UK: Brethren church refused charitable status

A group of Exclusive Brethren churches in the UK have been refused charitable status.  From here:

A Brethren church has been denied charitable status, in a move which  some claim could lead other Christian groups into difficulties….

This is the first time that charitable status has been refused to a religious group, since changes were made, requiring applicants to demonstrate the ‘public benefit’ of their work.

The introduction of the Charities Act 2006, means that the advancement of religion alone is not enough to make an organisation eligible for charitable status.

Because of the relatively closed and exclusive nature of the Brethren churches, it may be difficult to demonstrate this. …

Preston Downs is not alone in the struggle, it’s appeal has been lodged alongside one by the trustees of the Horsforth Gospel Hall Trust, a Leeds-based Brethren group that was granted charitable status in 1988.

The Commission spokeswoman explained: … “The 2006 Act removed the presumption of public benefit from certain classes of charity including religious charities.

All of this arises from a piece of spite by the then government.  The charities legislation was amended, and a new chairperson installed at the Charities Commission.  The object was nothing to do with benefiting the public, but as a means to attack the public schools, such as Eton and Harrow, which are all charities.  It is expensive to educate your children privately; the idea was to make it even more expensive by levying tax on them, thereby forcing many to close and restricting access only to the very wealthy, or, at the very least, subjecting them to endless harassment under pretext of “investigation”.  The law was made very complex, which of course placed power in the hands of the Charities Commission to allow or withhold at a whim.   Instead of some simple categories of activity, a body disfavoured by the establishment might find itself obliged to “prove” that it did things that the establishment agreed with.

It was always clear to me that this tool would be used, sooner or later, against the churches.  It looks as if some minor bureaucrat has initiated the purge.  Forcing these tiny churches to pay 20% tax on everything they collect would force them to cease to exist.  The churches could not own their own buildings; would be forced to disincorporate, to find ways and loopholes simply to exist.  Just imagine the “inspections” by tax officials, to “make sure the correct amount of tax is being paid”, etc!  Just imagine the council officials, “questioning” the use of the building, whether it conforms to planning laws since it can’t be a church, yet worship is going on!

We’re squarely in religious persecution territory here.  Some may feel this is exaggerated language.  No-one is being killed.

But I would suggest that anyone so inclined read into descriptions of what it was like to be a Christian in the old USSR.  The creation of an environment deliberately designed to harass believers at every turn is exactly what Stalin did.  If that works, by itself, you don’t need to apply the harsher methods of arrests, beatings and executions.

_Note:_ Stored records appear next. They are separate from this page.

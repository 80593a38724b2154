//! End-to-end tests of the relay over a loopback socket with scripted
//! completion sources.
use std::{
    net::SocketAddr,
    pin::Pin,
    sync::{
        Arc,
        atomic::{AtomicBool, Ordering},
    },
    task::{Context, Poll},
    time::Duration,
};

use futures_util::{Stream, StreamExt, stream};
use ssechat_core::{CompletionPrompt, CompletionSource, DeltaEvent, RelayError, Result};
use ssechat_server::{
    RelayOptions,
    routes::{AppState, router},
};
use tokio::net::TcpListener;

type BoxDeltas = Pin<Box<dyn Stream<Item = Result<DeltaEvent>> + Send + 'static>>;

#[derive(Clone, Copy)]
enum Step {
    Delta(&'static str),
    Fail,
}

/// Replays the same script for every prompt.
struct Scripted(Vec<Step>);

impl CompletionSource for Scripted {
    type Deltas = BoxDeltas;

    fn stream_completion(&self, _prompt: CompletionPrompt) -> Self::Deltas {
        let items: Vec<Result<DeltaEvent>> = self
            .0
            .iter()
            .map(|step| match step {
                Step::Delta(text) => Ok(DeltaEvent { text: (*text).into() }),
                Step::Fail => Err(RelayError::Backend("upstream reset".into())),
            })
            .collect();
        stream::iter(items).boxed()
    }

    fn name(&self) -> &'static str {
        "scripted"
    }
}

/// Streams the prompt back one character per delta.
struct Echo;

impl CompletionSource for Echo {
    type Deltas = BoxDeltas;

    fn stream_completion(&self, prompt: CompletionPrompt) -> Self::Deltas {
        let items: Vec<Result<DeltaEvent>> = prompt
            .as_str()
            .chars()
            .map(|c| Ok(DeltaEvent { text: c.to_string() }))
            .collect();
        stream::iter(items)
            .then(|item| async move {
                tokio::time::sleep(Duration::from_millis(5)).await;
                item
            })
            .boxed()
    }

    fn name(&self) -> &'static str {
        "echo"
    }
}

/// Yields one delta and then never finishes; flips `dropped` once the
/// stream is released.
struct Hanging {
    dropped: Arc<AtomicBool>,
}

struct DropFlag(Arc<AtomicBool>);

impl Drop for DropFlag {
    fn drop(&mut self) {
        self.0.store(true, Ordering::SeqCst);
    }
}

struct Guarded {
    inner: BoxDeltas,
    _flag: DropFlag,
}

impl Stream for Guarded {
    type Item = Result<DeltaEvent>;

    fn poll_next(mut self: Pin<&mut Self>, cx: &mut Context<'_>) -> Poll<Option<Self::Item>> {
        self.inner.as_mut().poll_next(cx)
    }
}

impl CompletionSource for Hanging {
    type Deltas = BoxDeltas;

    fn stream_completion(&self, _prompt: CompletionPrompt) -> Self::Deltas {
        let inner = stream::iter(vec![Ok(DeltaEvent { text: "H".into() })])
            .chain(stream::pending())
            .boxed();
        Box::pin(Guarded {
            inner,
            _flag: DropFlag(Arc::clone(&self.dropped)),
        })
    }

    fn name(&self) -> &'static str {
        "hanging"
    }
}

async fn serve<S: CompletionSource + 'static>(state: AppState<S>) -> SocketAddr {
    let listener = TcpListener::bind("127.0.0.1:0").await.unwrap();
    let addr = listener.local_addr().unwrap();
    tokio::spawn(async move {
        axum::serve(listener, router(state)).await.unwrap();
    });
    addr
}

fn chat_url(addr: SocketAddr, query: &str) -> String {
    format!("http://{addr}/api/chat?query={query}")
}

#[tokio::test]
async fn relays_each_delta_as_a_quoted_data_frame() {
    let addr = serve(AppState::new(Scripted(vec![Step::Delta("H"), Step::Delta("i")]))).await;

    let resp = reqwest::get(chat_url(addr, "hello")).await.unwrap();

    assert_eq!(resp.status(), 200);
    let content_type = resp.headers()["content-type"].to_str().unwrap().to_owned();
    assert!(content_type.starts_with("text/event-stream"), "{content_type}");
    assert_eq!(resp.text().await.unwrap(), "data: \"H\"\n\ndata: \"i\"\n\n");
}

#[tokio::test]
async fn empty_completion_closes_without_frames() {
    let addr = serve(AppState::new(Scripted(vec![]))).await;

    let resp = reqwest::get(chat_url(addr, "hello")).await.unwrap();

    assert_eq!(resp.status(), 200);
    assert_eq!(resp.text().await.unwrap(), "");
}

#[tokio::test]
async fn source_failure_closes_after_the_deltas_already_sent() {
    let addr = serve(AppState::new(Scripted(vec![
        Step::Delta("par"),
        Step::Fail,
        Step::Delta("never"),
    ])))
    .await;

    let body = reqwest::get(chat_url(addr, "hello"))
        .await
        .unwrap()
        .text()
        .await
        .unwrap();

    assert_eq!(body, "data: \"par\"\n\n");
}

#[tokio::test]
async fn terminal_events_are_named_and_opt_in() {
    let options = RelayOptions {
        terminal_events: true,
        ..RelayOptions::default()
    };

    let addr = serve(AppState::new(Scripted(vec![Step::Delta("ok")])).with_relay_options(options.clone())).await;
    let body = reqwest::get(chat_url(addr, "hello"))
        .await
        .unwrap()
        .text()
        .await
        .unwrap();
    assert!(body.starts_with("data: \"ok\"\n\n"), "{body}");
    assert!(body.contains("event: done\n"), "{body}");
    assert!(body.contains("data: [DONE]\n"), "{body}");

    let addr = serve(AppState::new(Scripted(vec![Step::Fail])).with_relay_options(options)).await;
    let body = reqwest::get(chat_url(addr, "hello"))
        .await
        .unwrap()
        .text()
        .await
        .unwrap();
    assert!(body.contains("event: error\n"), "{body}");
    assert!(body.contains("data: completion backend failed\n"), "{body}");
    assert!(!body.contains("upstream reset"), "internal detail leaked: {body}");
}

#[tokio::test]
async fn line_breaks_inside_a_delta_use_multi_line_data() {
    let addr = serve(AppState::new(Scripted(vec![Step::Delta("a\r\nb")]))).await;

    let body = reqwest::get(chat_url(addr, "hello"))
        .await
        .unwrap()
        .text()
        .await
        .unwrap();

    assert_eq!(body, "data: \"a\ndata: b\"\n\n");
}

#[tokio::test]
async fn blank_or_missing_query_is_rejected() {
    let addr = serve(AppState::new(Scripted(vec![Step::Delta("x")]))).await;

    let blank = reqwest::get(chat_url(addr, "%20%20")).await.unwrap();
    assert_eq!(blank.status(), 400);

    let missing = reqwest::get(format!("http://{addr}/api/chat")).await.unwrap();
    assert_eq!(missing.status(), 400);
}

#[tokio::test]
async fn any_origin_may_read_the_stream() {
    let addr = serve(AppState::new(Scripted(vec![Step::Delta("x")]))).await;

    let resp = reqwest::Client::new()
        .get(chat_url(addr, "hello"))
        .header("origin", "https://widget.example")
        .send()
        .await
        .unwrap();

    assert_eq!(resp.headers()["access-control-allow-origin"], "*");
}

#[tokio::test]
async fn health_probe_answers_ok() {
    let addr = serve(AppState::new(Scripted(vec![]))).await;

    let resp = reqwest::get(format!("http://{addr}/healthz")).await.unwrap();

    assert_eq!(resp.status(), 200);
    assert_eq!(resp.text().await.unwrap(), "ok");
}

#[tokio::test]
async fn client_disconnect_releases_the_completion_stream() {
    let dropped = Arc::new(AtomicBool::new(false));
    let state = AppState::new(Hanging {
        dropped: Arc::clone(&dropped),
    })
    .with_keep_alive(Some(Duration::from_millis(20)));
    let addr = serve(state).await;

    let resp = reqwest::get(chat_url(addr, "hello")).await.unwrap();
    let mut body = resp.bytes_stream();
    let first = body.next().await.unwrap().unwrap();
    assert!(String::from_utf8_lossy(&first).contains("data: \"H\""));
    assert!(!dropped.load(Ordering::SeqCst));

    drop(body);

    tokio::time::timeout(Duration::from_secs(5), async {
        while !dropped.load(Ordering::SeqCst) {
            tokio::time::sleep(Duration::from_millis(10)).await;
        }
    })
    .await
    .expect("completion stream was not dropped after disconnect");
}

#[tokio::test]
async fn concurrent_sessions_do_not_interleave() {
    let addr = serve(AppState::new(Echo)).await;

    let (left, right) = tokio::join!(
        async {
            reqwest::get(chat_url(addr, "abc"))
                .await
                .unwrap()
                .text()
                .await
                .unwrap()
        },
        async {
            reqwest::get(chat_url(addr, "xyz"))
                .await
                .unwrap()
                .text()
                .await
                .unwrap()
        },
    );

    assert_eq!(left, "data: \"a\"\n\ndata: \"b\"\n\ndata: \"c\"\n\n");
    assert_eq!(right, "data: \"x\"\n\ndata: \"y\"\n\ndata: \"z\"\n\n");
}
//! The chat consumer: input handling, the loading guard, and folding stream
//! signals into the [`Transcript`].
//!
//! [`ChatConsumer`] performs no I/O.  A front end feeds it user actions and
//! the [`StreamSignal`]s of the connection it opened, and renders the state
//! and [`UiEffect`]s it hands back:
//!
//! ```text
//!   send()            Message(..)            Done / Closed / Failed
//! Idle ──▶ AwaitingFirstDelta ──▶ Streaming ──────────────────────▶ Closed(outcome)
//!                     │                                                 ▲
//!                     └──────────── Done / Closed / Failed ─────────────┘
//! ```
//!
//! Every send gets a fresh [`SessionId`].  Signals tagged with any other id
//! are dropped, so a late frame from an abandoned connection can never touch
//! a newer turn.
use std::time::Duration;

use ssechat_core::wire::unquote_delta;
use tracing::{debug, warn};

use crate::transcript::{ChatTurn, Speaker, Transcript};

/// Delay before the input regains focus after a transcript change, so the
/// re-render settles first.
pub const FOCUS_DELAY: Duration = Duration::from_millis(50);

/// Tag of one send and the SSE connection opened for it.
#[derive(Debug, Clone, Copy, PartialEq, Eq, Hash, PartialOrd, Ord)]
pub struct SessionId(u64);

impl SessionId {
    pub fn get(self) -> u64 {
        self.0
    }
}

/// What the front end must do to start a session.
#[derive(Debug, Clone, PartialEq, Eq)]
pub struct OutgoingRequest {
    pub session: SessionId,
    pub prompt: String,
}

/// What the transport observed on an open connection.
#[derive(Debug, Clone, PartialEq, Eq)]
pub enum StreamSignal {
    /// Raw data of one `message` event, still quoted.
    Message(String),
    /// The relay marked a normal end of stream.
    Done,
    /// The connection or the relay failed.
    Failed(String),
    /// The body ended without a terminal marker.
    Closed,
}

/// How a session ended.
#[derive(Debug, Clone, PartialEq, Eq)]
pub enum StreamOutcome {
    /// Explicit `done` marker received.
    Completed,
    /// Stream closed without a marker; the answer may or may not be whole.
    Ended,
    Failed(String),
}

#[derive(Debug, Clone, Default, PartialEq, Eq)]
pub enum SessionPhase {
    #[default]
    Idle,
    AwaitingFirstDelta,
    Streaming,
    Closed(StreamOutcome),
}

/// Side effects a front end should apply after a state change.
#[derive(Debug, Clone, Copy, PartialEq, Eq)]
pub enum UiEffect {
    ScrollToLatest,
    FocusInput { after: Duration },
}

#[derive(Debug)]
struct ActiveSession {
    id: SessionId,
    accumulated: String,
    turn: Option<usize>,
}

#[derive(Debug, Default)]
pub struct ChatConsumer {
    transcript: Transcript,
    input: String,
    composing: bool,
    loading: bool,
    last_session: u64,
    active: Option<ActiveSession>,
    phase: SessionPhase,
    effects: Vec<UiEffect>,
}

impl ChatConsumer {
    pub fn new() -> Self {
        Self::default()
    }

    pub fn transcript(&self) -> &Transcript {
        &self.transcript
    }

    pub fn input(&self) -> &str {
        &self.input
    }

    pub fn is_loading(&self) -> bool {
        self.loading
    }

    pub fn phase(&self) -> &SessionPhase {
        &self.phase
    }

    /// Session whose signals are currently accepted.
    pub fn active_session(&self) -> Option<SessionId> {
        self.active.as_ref().map(|session| session.id)
    }

    /// Take the effects queued since the last call.
    pub fn take_effects(&mut self) -> Vec<UiEffect> {
        std::mem::take(&mut self.effects)
    }

    pub fn set_input(&mut self, text: impl Into<String>) {
        self.input = text.into();
    }

    pub fn composition_start(&mut self) {
        self.composing = true;
    }

    pub fn composition_end(&mut self) {
        self.composing = false;
    }

    /// Enter key.  Ignored while an input-method composition is open because
    /// that Enter confirms the composed characters.
    pub fn key_enter(&mut self) -> Option<OutgoingRequest> {
        if self.composing {
            return None;
        }
        self.send()
    }

    /// Explicit send action.
    ///
    /// Returns `None` when the input is blank or a response is still
    /// loading.  Otherwise records the user turn (unless it repeats the
    /// previous user turn verbatim), clears the input, enters the loading
    /// state, and returns the request the front end must open.
    pub fn send(&mut self) -> Option<OutgoingRequest> {
        if self.loading || self.input.trim().is_empty() {
            return None;
        }

        let prompt = std::mem::take(&mut self.input);
        let repeated = matches!(
            self.transcript.last(),
            Some(ChatTurn { speaker: Speaker::User, text }) if *text == prompt
        );
        if repeated {
            debug!("skipping duplicate user turn");
        } else {
            self.transcript.push(ChatTurn::user(prompt.clone()));
            self.transcript_changed();
        }

        self.last_session += 1;
        let session = SessionId(self.last_session);
        self.active = Some(ActiveSession {
            id: session,
            accumulated: String::new(),
            turn: None,
        });
        self.loading = true;
        self.phase = SessionPhase::AwaitingFirstDelta;

        Some(OutgoingRequest { session, prompt })
    }

    /// Apply one transport signal.  Returns `false` if it was ignored
    /// because `session` is not the active one.
    pub fn on_signal(&mut self, session: SessionId, signal: StreamSignal) -> bool {
        match self.active.as_ref() {
            Some(active) if active.id == session => {}
            _ => {
                debug!(session = session.get(), "ignoring signal for inactive session");
                return false;
            }
        }

        match signal {
            StreamSignal::Message(data) => self.apply_delta(&data),
            StreamSignal::Done => self.close(StreamOutcome::Completed),
            StreamSignal::Closed => self.close(StreamOutcome::Ended),
            StreamSignal::Failed(reason) => {
                warn!(%reason, "chat stream failed");
                self.close(StreamOutcome::Failed(reason));
            }
        }
        true
    }

    fn apply_delta(&mut self, data: &str) {
        let delta = unquote_delta(data);
        if delta.is_empty() {
            return;
        }
        let Some(active) = self.active.as_mut() else {
            return;
        };

        active.accumulated.push_str(delta);
        match active.turn {
            Some(index) => self.transcript.replace_text(index, &active.accumulated),
            None => {
                active.turn = Some(
                    self.transcript
                        .push(ChatTurn::assistant(active.accumulated.clone())),
                );
            }
        }
        self.phase = SessionPhase::Streaming;
        self.transcript_changed();
    }

    /// Every outcome re-enables the input the same way; only the recorded
    /// outcome differs.
    fn close(&mut self, outcome: StreamOutcome) {
        self.active = None;
        self.loading = false;
        self.phase = SessionPhase::Closed(outcome);
        self.effects.push(UiEffect::FocusInput { after: FOCUS_DELAY });
    }

    fn transcript_changed(&mut self) {
        self.effects.push(UiEffect::ScrollToLatest);
        self.effects.push(UiEffect::FocusInput { after: FOCUS_DELAY });
    }
}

Every persecutor, from Julian the Apostate down, has adopted this method.  It’s much harder to battle against, and it allows the persecutor to claim that no persecution is going on.  This in turn makes it harder for confessors to rally against the attack.  The seeming vagueness is itself a designed technique for persecution.

In this case matters will probably work out.  There is no longer a Labour government in power, determined to attack those it hates by any means possible.  The current government has no views on this; the Charities Commission has gone very quiet since the fall of the Labour government; and no-one has any special interest in these particular churches.  There will be an “appeal” — no doubt this will cost the churches in lawyers’ fees — and a ruling permitting, in this case, the churches to register will be given.

But the principle has been set; that churches may be slapped with a tax of 20%, depending on the favour of officials.  Such a situation has not prevailed in Britain since the middle of the 19th century, when the laws creating religious discrimination were abolished.

It is an evil day.  Shame on Britain, for allowing this.

3 Responses to “UK: Brethren church refused charitable status”


  1. British Government to take 20% of church collections in tax at Roger Pearse

    […] Thoughts on Antiquity, Patristics, putting things online, freedom of speech, information access, and more « UK: Brethren church refused charitable status […]

  2. anthony alcock

    If the Charities Commission is a body independent of the government, then it cannot be the government that is taking this money away. It is the Inland Revenue, which also operates independently of the government acting in accordance with the decision of the CC. The ‘Church’ of Scientology is in a similar position, as far as I can tell. The UK designated it as a business some time ago, so it pays taxes, except for VAT. Germany has still not, as far as I know, decided about the religious status of the CoS.

  3. Roger Pearse

    The Charities Commission is a quango, tho; its head is appointed by the government and its remit is decided by the government. And the government gets the money. So …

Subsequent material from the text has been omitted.